まず8営業日の続伸。日銀のETF購入によって、堅調に推移してきたこの数年の市場を見ても、平均株価が8営業日を超えて連騰したのは、今回を含めて6回しかない。古い順にあげてみると、2015年5月(12営業日続伸・同月21日から6月1日)、2016年12月(9営業日続伸・同月6日から16日)、2017年10月(16営業日続伸・同月2日から24日)、2018年8月(8営業日続伸・同月21日ら30日)、2019年9月(10営業日続伸・同月3日から17日)、そして今回。ちなみに2017年の16日は現時点で最多日数のレコードになっている。

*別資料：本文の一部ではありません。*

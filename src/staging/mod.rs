//! Session-scoped staging area for dataset mode.
//!
//! Annotated images and their label files are buffered under
//! `<root>/images` and `<root>/labels` until the session finishes and the
//! split decides where each pair ends up. The staged content is destroyed
//! at finalize on every exit path.
//!
//! The root may be a folder the user already has (the default is
//! `<image folder>/tmp`). Only what this module wrote is ever removed: the
//! two subfolders and a `.yololabel-staging` marker, plus the root itself
//! when it did not exist before.

use std::fs;
use std::io;
use std::path::{Path, PathBuf};

use walkdir::WalkDir;

use crate::error::YololabelError;
use crate::label::{render_label_lines, YoloRecord};

pub const LABEL_EXTENSION: &str = "txt";
/// Marker written into a staging root while it holds staged files.
pub const STAGING_MARKER: &str = ".yololabel-staging";

/// Temporary `images/` + `labels/` buffer owned by one session.
#[derive(Debug)]
pub struct StagingArea {
    root: PathBuf,
    /// The root did not exist before this area, so it may be removed.
    owns_root: bool,
    created: bool,
}

impl StagingArea {
    /// Binds a staging area to `root` without creating anything yet.
    ///
    /// Staged files left by an earlier run that never reached finalize
    /// (recognized by the marker) are removed so they cannot leak into this
    /// session's dataset. An existing root without the marker is left alone,
    /// but `images/` or `labels/` folders with content in it are refused.
    pub fn open(root: impl Into<PathBuf>) -> Result<Self, YololabelError> {
        let root = root.into();

        if root.join(STAGING_MARKER).is_file() {
            log::warn!(
                "removing stale staged files in {} left by an earlier run",
                root.display()
            );
            remove_staged(&root)?;
            remove_if_empty(&root)?;
        } else if root.exists() {
            if !root.is_dir() {
                return Err(staging_err(
                    &root,
                    io::Error::new(io::ErrorKind::AlreadyExists, "not a directory"),
                ));
            }
            for dir in [root.join("images"), root.join("labels")] {
                if has_entries(&dir)? {
                    return Err(staging_err(
                        &dir,
                        io::Error::new(
                            io::ErrorKind::AlreadyExists,
                            "folder already has content not staged by yololabel",
                        ),
                    ));
                }
            }
        }

        Ok(Self {
            owns_root: !root.exists(),
            root,
            created: false,
        })
    }

    pub fn root(&self) -> &Path {
        &self.root
    }

    pub fn images_dir(&self) -> PathBuf {
        self.root.join("images")
    }

    pub fn labels_dir(&self) -> PathBuf {
        self.root.join("labels")
    }

    /// Ensures `images/`, `labels/` and the marker exist. Safe to call repeatedly.
    pub fn create(&mut self) -> Result<(), YololabelError> {
        for dir in [self.images_dir(), self.labels_dir()] {
            fs::create_dir_all(&dir).map_err(|source| staging_err(&dir, source))?;
        }
        if !self.created {
            let marker = self.root.join(STAGING_MARKER);
            fs::write(&marker, b"").map_err(|source| staging_err(&marker, source))?;
            log::info!("staging area ready at {}", self.root.display());
            self.created = true;
        }
        Ok(())
    }

    /// Writes an encoded image, replacing any earlier file of the same name.
    pub fn store_image(&mut self, bytes: &[u8], file_name: &str) -> Result<PathBuf, YololabelError> {
        self.create()?;
        let path = self.images_dir().join(file_name);
        fs::write(&path, bytes).map_err(|source| staging_err(&path, source))?;
        log::debug!("staged image {}", path.display());
        Ok(path)
    }

    /// Writes the label file for `image_file_name`, replacing earlier content.
    pub fn store_labels(
        &mut self,
        records: &[YoloRecord],
        image_file_name: &str,
    ) -> Result<PathBuf, YololabelError> {
        self.create()?;
        let path = self.labels_dir().join(label_file_name(image_file_name));
        fs::write(&path, render_label_lines(records))
            .map_err(|source| staging_err(&path, source))?;
        log::debug!("staged {} record(s) in {}", records.len(), path.display());
        Ok(path)
    }

    pub fn list_images(&self) -> Result<Vec<PathBuf>, YololabelError> {
        list_files(&self.images_dir())
    }

    pub fn list_labels(&self) -> Result<Vec<PathBuf>, YololabelError> {
        list_files(&self.labels_dir())
    }

    /// Recursively removes the staged folders and the marker, then the root
    /// if this area created it and nothing else was put there.
    ///
    /// Consumes the area, so a session can only tear it down once.
    pub fn destroy(self) -> Result<(), YololabelError> {
        remove_staged(&self.root)?;
        if self.owns_root {
            remove_if_empty(&self.root)?;
        }
        if self.created {
            log::info!("removed staging area {}", self.root.display());
        }
        Ok(())
    }
}

fn remove_staged(root: &Path) -> Result<(), YololabelError> {
    for dir in [root.join("images"), root.join("labels")] {
        if dir.exists() {
            fs::remove_dir_all(&dir).map_err(|source| staging_err(&dir, source))?;
        }
    }
    let marker = root.join(STAGING_MARKER);
    if marker.exists() {
        fs::remove_file(&marker).map_err(|source| staging_err(&marker, source))?;
    }
    Ok(())
}

fn remove_if_empty(root: &Path) -> Result<(), YololabelError> {
    if !root.is_dir() || has_entries(root)? {
        return Ok(());
    }
    fs::remove_dir(root).map_err(|source| staging_err(root, source))
}

fn has_entries(dir: &Path) -> Result<bool, YololabelError> {
    if !dir.is_dir() {
        return Ok(false);
    }
    let mut entries = fs::read_dir(dir).map_err(|source| staging_err(dir, source))?;
    Ok(entries.next().is_some())
}

/// `photo.jpg` -> `photo.txt`.
pub fn label_file_name(image_file_name: &str) -> String {
    let stem = Path::new(image_file_name)
        .file_stem()
        .map(|stem| stem.to_string_lossy().into_owned())
        .unwrap_or_else(|| image_file_name.to_string());
    format!("{}.{}", stem, LABEL_EXTENSION)
}

fn list_files(dir: &Path) -> Result<Vec<PathBuf>, YololabelError> {
    if !dir.is_dir() {
        return Ok(Vec::new());
    }

    let mut files = Vec::new();
    for entry in WalkDir::new(dir).min_depth(1).max_depth(1) {
        let entry = entry.map_err(|source| {
            let io = source
                .into_io_error()
                .unwrap_or_else(|| std::io::Error::other("directory traversal failed"));
            staging_err(dir, io)
        })?;
        if entry.file_type().is_file() {
            files.push(entry.into_path());
        }
    }

    files.sort();
    Ok(files)
}

fn staging_err(path: &Path, source: std::io::Error) -> YololabelError {
    YololabelError::StagingIo {
        path: path.to_path_buf(),
        source,
    }
}
//! Label types: class ids, the taxonomy, pixel boxes and YOLO records.
//!
//! Boxes live in the pixel space of the displayed image; records are the
//! normalized form written to label files. [`to_yolo_record`] is the only
//! bridge between the two.
//!
//! # Example
//!
//! ```
//! use yololabel::label::{to_yolo_record, BoundingBox};
//!
//! let bbox = BoundingBox::from_corners(200, 150, 600, 450, 0);
//! let record = to_yolo_record(&bbox, 800, 600).unwrap();
//! assert_eq!(record.to_string(), "0 0.500000 0.500000 0.500000 0.500000");
//! ```

mod bbox;
mod ids;
mod record;
mod taxonomy;

pub use bbox::{BoundingBox, PixelPoint};
pub use ids::ClassId;
#[cfg(feature = "fuzzing")]
pub use record::fuzz_parse_label_line;
pub use record::{
    parse_label_file, parse_label_line, render_label_lines, to_yolo_record, YoloRecord,
    LABEL_PRECISION,
};
pub use taxonomy::{read_taxonomy_json, LabelTaxonomy, TaxonomyBuilder};
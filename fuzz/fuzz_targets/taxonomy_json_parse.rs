//! Fuzz target for label taxonomy JSON parsing.

#![no_main]

use libfuzzer_sys::fuzz_target;
use yololabel::label::LabelTaxonomy;

fuzz_target!(|data: &[u8]| {
    if data.len() > 1024 * 1024 {
        return;
    }

    let Ok(json) = std::str::from_utf8(data) else {
        return;
    };

    if let Ok(taxonomy) = LabelTaxonomy::from_json_str(json) {
        let _ = taxonomy.next_class_id();
    }
});
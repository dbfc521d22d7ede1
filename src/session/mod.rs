//! The annotation session: an explicit state machine over an image list.
//!
//! A session walks the source images in order. For the current image the
//! caller records boxes (and may undo them), then either advances, which
//! persists the resized image and its label file, or discards the image,
//! which persists nothing. Advancing or discarding past the last image
//! finalizes the session exactly once:
//!
//! - in dataset mode the staged files are split and moved into the
//!   destination, and the staging area is removed on every path;
//! - otherwise the files were already written next to the source folder.
//!
//! ```text
//! Active --advance/discard--> Active        (more images left)
//! Active --advance/discard--> Finalizing --> Closed
//! ```

use std::fs;
use std::path::{Component, Path, PathBuf};

use serde::Serialize;

use crate::error::YololabelError;
use crate::image_io::{ImageScaler, Resolution};
use crate::label::{render_label_lines, to_yolo_record, BoundingBox, LabelTaxonomy, YoloRecord};
use crate::manifest::write_manifest;
use crate::materialize::DatasetMaterializer;
use crate::split::{
    DatasetSplitter, Infeasible, SplitOptions, SplitOutcome, SplitPercentages, SplitReport,
    DEFAULT_SEED,
};
use crate::staging::{label_file_name, StagingArea};

/// Name of the staging directory created inside the image folder.
pub const DEFAULT_STAGING_DIR: &str = "tmp";
/// Permanent image folder in non-dataset mode, next to the source folder.
pub const SCALED_IMAGES_DIR: &str = "scaled_images";
/// Permanent label folder in non-dataset mode, next to the source folder.
pub const LABELS_DIR: &str = "labels";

際立っているのは、今回の上昇率の大きさである。前5回の続伸期間の上昇率は3%から7%に留まっているのに対して、今回は8営業日で11%も上昇している。支援材料の曖昧さはともかく、地合いはかつてないほど強いといわざるを得ないわけだ。
急伸の後に反動安が起こるのが指標の値動きでよく見られるパターンであるが、長く続伸した場合は、そうともいえない。過去5回のその後3カ月の平均株価の推移を見ると、下落するどころか、むしろ堅調な推移を示している場合は多く、さらに台替わりをして上値を追っていったケースもある。
ベテラン投資家でも解を見いだしづらい現在の株式市場だが、興味深い見方はある。「最近の上昇は(近い将来の)インフレを見越しているのではないか」(証券記者OB)というものだ。一部シンクタンクの投資レポートでも、その可能性は触れられているが、主要各国はコロナへの対応に追われて、巨額の資金供給を行っており、インフレの土壌になる過剰流動性の状況にある。
長い経済の停滞によって、昨今はほとんど死語と化しているインフレだが、忘れた頃にやって来るのは天災ばかりではあるまい。もっともこのシナリオは、投資家や株主には朗報であっても、投資と縁のない圧倒的多数の生活者にとっては、迷惑なものだろう。